TASK STATEMENT ::
Report every line of the data that includes "source".

DATA SHOWN ::

//! transforms 模块单元测试

use crate::data::transforms::{normalize_pixels, one_hot};
use crate::tensor::Tensor;

#[test]
fn test_normalize_pixels_basic() {
    let tensor = Tensor::new(&[0.0, 127.5, 255.0, 51.0], &[2, 2]);
    let normalized = normalize_pixels(&tensor);

    assert!((normalized[[0, 0]] - 0.0).abs() < 1e-6);
    assert!((normalized[[0, 1]] - 0.5).abs() < 1e-6);
    assert!((normalized[[1, 0]] - 1.0).abs() < 1e-6);
    assert!((normalized[[1, 1]] - 0.2).abs() < 1e-6);
}

#[test]
fn test_one_hot_basic() {
    // 3 个样本，3 个类别
    let encoded = one_hot(&[0, 2, 1], 3);

    assert_eq!(encoded.shape(), &[3, 3]);

    // 类别 0 -> [1, 0, 0]
    assert_eq!(encoded[[0, 0]], 1.0);
    assert_eq!(encoded[[0, 1]], 0.0);
    assert_eq!(encoded[[0, 2]], 0.0);

    // 类别 2 -> [0, 0, 1]
    assert_eq!(encoded[[1, 0]], 0.0);
    assert_eq!(encoded[[1, 1]], 0.0);
    assert_eq!(encoded[[1, 2]], 1.0);

    // 类别 1 -> [0, 1, 0]
    assert_eq!(encoded[[2, 0]], 0.0);
    assert_eq!(encoded[[2, 1]], 1.0);
    assert_eq!(encoded[[2, 2]], 0.0);
}

#[test]
fn test_one_hot_out_of_range_code() {
    let encoded = one_hot(&[1, 5], 2);
    assert_eq!(encoded.shape(), &[2, 2]);
    assert_eq!(encoded[[0, 1]], 1.0);
    // 超出范围的编码对应全零行
    assert_eq!(encoded[[1, 0]] + encoded[[1, 1]], 0.0);
}

#[test]
fn test_one_hot_empty() {
    let encoded = one_hot(&[], 4);
    assert_eq!(encoded.shape(), &[0, 4]);
}
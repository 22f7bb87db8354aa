//! 数据加载错误类型定义

use std::path::PathBuf;
use thiserror::Error;

use crate::errors::TensorError;

/// 数据加载相关错误
#[derive(Debug, Error)]
pub enum DataError {
    /// 数据集根目录或划分目录不存在
    #[error("目录未找到: {}", .0.display())]
    DirectoryNotFound(PathBuf),

    /// IO 错误
    #[error("IO 错误: {0}")]
    IoError(#[from] std::io::Error),

    /// 单个图像文件无法读取或解码（文件损坏、被截断或根本不是图像）
    #[error("图像解码失败 {}: {source}", .path.display())]
    Decode {
        path: PathBuf,
        source: image::ImageError,
    },

    /// 标签未在拟合时出现过
    #[error("未知标签: `{0}`（拟合标签编码器时未出现过）")]
    UnknownLabel(String),

    /// 编码超出类别范围
    #[error("未知编码: {code}（类别数为 {num_classes}）")]
    UnknownCode { code: usize, num_classes: usize },

    /// 标签编码器尚未拟合
    #[error("标签编码器尚未拟合，请先调用 fit 或 fit_transform")]
    EncoderNotFitted,

    /// 索引越界
    #[error("索引越界: {index} >= {len}")]
    IndexOutOfBounds { index: usize, len: usize },

    /// 格式错误（如编码器 JSON 文件内容不合法）
    #[error("格式错误: {0}")]
    FormatError(String),

    /// 张量堆叠等操作失败
    #[error(transparent)]
    Tensor(#[from] TensorError),
}
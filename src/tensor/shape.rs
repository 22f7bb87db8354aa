use super::Tensor;
use crate::errors::TensorError;

impl Tensor {
    /// 将多个形状相同的张量沿新增的首个维度堆叠起来，返回一个新的张量。
    /// * `tensors` - 一个包含多个张量的数组的引用。
    ///
    /// 如n个形状为`[h, w, c]`的图像张量会堆叠为形状为`[n, h, w, c]`的张量。
    /// 列表为空或其中任一张量形状与首个张量不同时报错。
    pub fn stack(tensors: &[&Self]) -> Result<Self, TensorError> {
        let first = tensors.first().ok_or(TensorError::EmptyList)?;
        let first_shape = first.shape();

        if let Some(t) = tensors.iter().find(|t| t.shape() != first_shape) {
            return Err(TensorError::InconsistentShape {
                expected: first_shape.to_vec(),
                got: t.shape().to_vec(),
            });
        }

        let mut data = Vec::with_capacity(first.size() * tensors.len());
        for t in tensors {
            // 非标准布局（如经过转置的视图）时按逻辑顺序逐个拷贝
            match t.data.as_slice() {
                Some(slice) => data.extend_from_slice(slice),
                None => data.extend(t.data.iter().copied()),
            }
        }

        let mut shape = first_shape.to_vec();
        shape.insert(0, tensors.len());
        Self::try_new(data, &shape)
    }

    /// 在不改变元素顺序的前提下改变形状，元素数量不一致时报错
    pub fn reshape(&self, shape: &[usize]) -> Result<Self, TensorError> {
        let data = self.data.iter().copied().collect::<Vec<_>>();
        Self::try_new(data, shape)
    }
}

RESULT FOR THIS TASK ::
    #[error("图像解码失败 {}: {source}", .path.display())]
        source: image::ImageError,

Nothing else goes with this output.